En cause, la construction d'une tour de 99 mètres signée Rudy Ricciotti à l'arrière du bâtiment qui, selon les mots du ministre « dénaturerait » cet édifice conçu en 1939 par Eugène Baudouin, Marcel Lods et Jean Prouvé. « C’est comme si les bâtiments du XXe siècle étaient une matière que l’on peut modifier à sa guise » commentait le vice-président de Sites et Monuments Julien Lacaze, regrettant le peu de cas fait de l’architecture du siècle dernier.

L’architecture du XXe dans l’imaginaire collectif

« Dans l’imaginaire collectif, il existe un côté répulsif de l’architecture moderne » confirme le sociologue de l’habitat Guy Tapie, auteur de l’étude La Culture architecturale des Français parue en 2018 et de poursuivre « ce bâti est victime d’une stigmatisation parce qu’il est souvent rattaché aux grands ensembles au détriment d’une production architecturale plus diverse à laquelle on ne pense pas ».

Tours Aillaud / Cité Pablo Picasso à Paris © Guilhem Vellut (CC BY 2.0)

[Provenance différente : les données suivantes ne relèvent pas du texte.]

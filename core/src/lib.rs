#![deny(missing_docs)]

//! # Review Patch Core
//!
//! Core library for the swagger review-endpoint patcher.

/// Shared error types.
pub mod error;

/// The resource mapping table.
pub mod mapping;

/// API document load, access and persistence.
pub mod document;

/// Templates for the inserted OpenAPI fragments.
pub mod operation_generator;

/// The idempotent patch transform.
pub mod patcher;

pub use document::{ApiDocument, DocumentFormat};
pub use error::{AppError, AppResult};
pub use mapping::{builtin_mappings, load_mappings, validate_mappings, ReviewMapping};
pub use operation_generator::{
    bearer_security_scheme, build_path_item, build_review_operation, error_response_schema,
};
pub use patcher::{apply_review_mappings, PatchOutcome, PatchReport};
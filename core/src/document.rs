#![deny(missing_docs)]

//! # Document Handling
//!
//! Loads, serializes and saves the API definition document.
//!
//! The document is held as a raw `serde_yaml::Value` tree: mappings preserve
//! insertion order, so round-tripping is stable and content this tool does
//! not understand survives untouched. Typed models are deliberately avoided
//! here; they would re-shape foreign parts of the document on write.

use crate::error::{AppError, AppResult};
use serde_yaml::{Mapping, Value};
use std::fs;
use std::io::Write;
use std::path::Path;
use tempfile::NamedTempFile;

/// Serialization family of the document file, detected from its extension.
#[derive(Debug, Clone, Copy, PartialEq, Eq)]
pub enum DocumentFormat {
    /// YAML markup (the default).
    Yaml,
    /// JSON markup (`.json` extension).
    Json,
}

impl DocumentFormat {
    /// Detects the format from a file path; anything but `.json` is YAML.
    pub fn from_path(path: &Path) -> Self {
        match path.extension().and_then(|e| e.to_str()) {
            Some("json") => DocumentFormat::Json,
            _ => DocumentFormat::Yaml,
        }
    }
}

/// An API definition document held as an ordered key-value tree.
///
/// The document remembers the format it was parsed from and is written back
/// in the same format.
#[derive(Debug, Clone, PartialEq)]
pub struct ApiDocument {
    root: Value,
    format: DocumentFormat,
}

impl ApiDocument {
    /// Parses a YAML document.
    pub fn from_yaml_str(content: &str) -> AppResult<Self> {
        let root: Value = serde_yaml::from_str(content)?;
        Ok(Self {
            root,
            format: DocumentFormat::Yaml,
        })
    }

    /// Parses a JSON document.
    ///
    /// The content goes through `serde_json` first (`preserve_order` keeps
    /// the key order) and is then transcoded into the YAML value tree.
    pub fn from_json_str(content: &str) -> AppResult<Self> {
        let raw: serde_json::Value = serde_json::from_str(content)?;
        let root = serde_yaml::to_value(raw)?;
        Ok(Self {
            root,
            format: DocumentFormat::Json,
        })
    }

    /// Reads and parses the document file, picking the format by extension.
    pub fn load(path: &Path) -> AppResult<Self> {
        let content = fs::read_to_string(path)
            .map_err(|e| AppError::General(format!("Failed to read {:?}: {}", path, e)))?;

        match DocumentFormat::from_path(path) {
            DocumentFormat::Yaml => Self::from_yaml_str(&content),
            DocumentFormat::Json => Self::from_json_str(&content),
        }
    }

    /// The format the document was parsed from.
    pub fn format(&self) -> DocumentFormat {
        self.format
    }

    /// Root value of the document tree.
    pub fn root(&self) -> &Value {
        &self.root
    }

    /// Serializes the document as YAML.
    pub fn to_yaml_string(&self) -> AppResult<String> {
        Ok(serde_yaml::to_string(&self.root)?)
    }

    /// Serializes the document as pretty-printed JSON.
    pub fn to_json_string(&self) -> AppResult<String> {
        Ok(serde_json::to_string_pretty(&self.root)?)
    }

    /// Writes the document to `path` in its own format.
    ///
    /// The serialized text is first written to a temporary file in the
    /// destination directory and then persisted over the target, so a failed
    /// write cannot leave a truncated document behind.
    pub fn save(&self, path: &Path) -> AppResult<()> {
        let serialized = match self.format {
            DocumentFormat::Yaml => self.to_yaml_string()?,
            DocumentFormat::Json => self.to_json_string()?,
        };

        let dir = match path.parent() {
            Some(parent) if !parent.as_os_str().is_empty() => parent,
            _ => Path::new("."),
        };

        let mut temp = NamedTempFile::new_in(dir)
            .map_err(|e| AppError::General(format!("Failed to create temp file in {:?}: {}", dir, e)))?;
        temp.write_all(serialized.as_bytes())?;
        temp.persist(path)
            .map_err(|e| AppError::General(format!("Failed to replace {:?}: {}", path, e)))?;

        Ok(())
    }

    /// The `paths` mapping. Absent (or non-mapping) `paths` reads as empty.
    pub fn paths(&self) -> Option<&Mapping> {
        self.root.get("paths").and_then(Value::as_mapping)
    }

    /// Whether `paths` contains the given key.
    pub fn has_path(&self, key: &str) -> bool {
        self.paths()
            .is_some_and(|paths| paths.contains_key(&Value::String(key.to_string())))
    }

    /// The path item stored under `key`, if any.
    pub fn path_item(&self, key: &str) -> Option<&Value> {
        self.paths()?.get(&Value::String(key.to_string()))
    }

    /// Path keys in document order (string keys only).
    pub fn path_keys(&self) -> Vec<String> {
        self.paths()
            .map(|paths| {
                paths
                    .iter()
                    .filter_map(|(k, _)| k.as_str().map(str::to_string))
                    .collect()
            })
            .unwrap_or_default()
    }

    /// Inserts `key: item` into `paths`, placed immediately before `anchor`
    /// when the anchor key is present, otherwise at the end of the mapping.
    ///
    /// Creates the `paths` mapping when the document has none; a `paths` key
    /// holding a non-mapping value is left alone and nothing is inserted.
    pub fn insert_path_before(&mut self, anchor: &str, key: &str, item: Value) {
        let Some(paths) = entry_mapping(self.root_mapping_mut(), "paths") else {
            return;
        };

        let anchor_key = Value::String(anchor.to_string());
        let new_key = Value::String(key.to_string());

        if !paths.contains_key(&anchor_key) {
            paths.insert(new_key, item);
            return;
        }

        let mut pending = Some((new_key, item));
        let existing = std::mem::take(paths);
        for (k, v) in existing {
            if k == anchor_key {
                if let Some((nk, nv)) = pending.take() {
                    paths.insert(nk, nv);
                }
            }
            paths.insert(k, v);
        }
    }

    /// Mutable access to the operation mapping at `paths.<path_key>.<method>`.
    pub fn path_operation_mut(&mut self, path_key: &str, method: &str) -> Option<&mut Mapping> {
        self.root
            .get_mut("paths")?
            .as_mapping_mut()?
            .get_mut(&Value::String(path_key.to_string()))?
            .as_mapping_mut()?
            .get_mut(&Value::String(method.to_string()))?
            .as_mapping_mut()
    }

    /// Inserts `components.<section>.<name> = value` when the name is absent.
    ///
    /// Existing definitions are never overwritten, and a pre-existing
    /// non-mapping `components`/section value is left alone. Returns true
    /// when the value was inserted.
    pub fn ensure_component(&mut self, section: &str, name: &str, value: Value) -> bool {
        let root = self.root_mapping_mut();
        let Some(components) = entry_mapping(root, "components") else {
            return false;
        };
        let Some(section_map) = entry_mapping(components, section) else {
            return false;
        };

        let key = Value::String(name.to_string());
        if section_map.contains_key(&key) {
            return false;
        }
        section_map.insert(key, value);
        true
    }

    fn root_mapping_mut(&mut self) -> &mut Mapping {
        if !self.root.is_mapping() {
            self.root = Value::Mapping(Mapping::new());
        }
        self.root.as_mapping_mut().expect("root coerced to mapping")
    }
}

/// Returns the mapping stored under `key`, creating an empty one when the key
/// is absent. Returns `None` when the key holds a non-mapping value.
fn entry_mapping<'a>(parent: &'a mut Mapping, key: &str) -> Option<&'a mut Mapping> {
    let key = Value::String(key.to_string());
    if !parent.contains_key(&key) {
        parent.insert(key.clone(), Value::Mapping(Mapping::new()));
    }
    parent.get_mut(&key)?.as_mapping_mut()
}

Derrière ces bâtiments de hauteur, majoritairement construits en béton, c’est une véritable transformation du territoire nationale qui s’opère dès la période de reconstruction à l’issue de la Seconde Guerre mondiale et jusque dans les 30 Glorieuses. « Même si les formes architecturales nouvelles étonnent la population, c’est bien plus la transformation radicale des espaces urbains qui contribue à crisper l’opinion publique » précise Guy Tapie, « elle n’a pas toujours été bien vécue par les habitants ».

Renouveler notre regard

Victime d’un manque de recul et mal comprise, l’architecture du XXe siècle souffrirait-elle de sa contemporanéité ? À l'occasion d'une interview accordée à l'Express en 2000 à la suite de la sortie de son ouvrage Le patrimoine du XXe siècle, l'archéologue et historien de l'architecture Bernard Toulier affirmait :

“Il faut un décalage d’une ou deux générations pour renouveler notre regard.”

Un décalage en effet nécessaire pour Guy Tapie, et qui doit permettre à l’opinion publique d’assimiler un certain nombre de formes architecturales à une fonction sociale.

Le collège Pierre Semard de Bobigny, dont la destruction était évoqué en 2015 - Arch. Iwona Buczkowska - Photo via Google Street View

« Prenons l’exemple des écoles des années 1980, elles changent radicalement d’aspect en comparaison aux modèles des années 50 » raconte le sociologue, « dans les premiers temps, les nouvelles réalisations ne correspondent pas à la typologie scolaire acquise jusqu’à lors » et de conclure :

« Il faut du temps pour que les gens s’approprient l’architecture et lui attribue un rôle social. »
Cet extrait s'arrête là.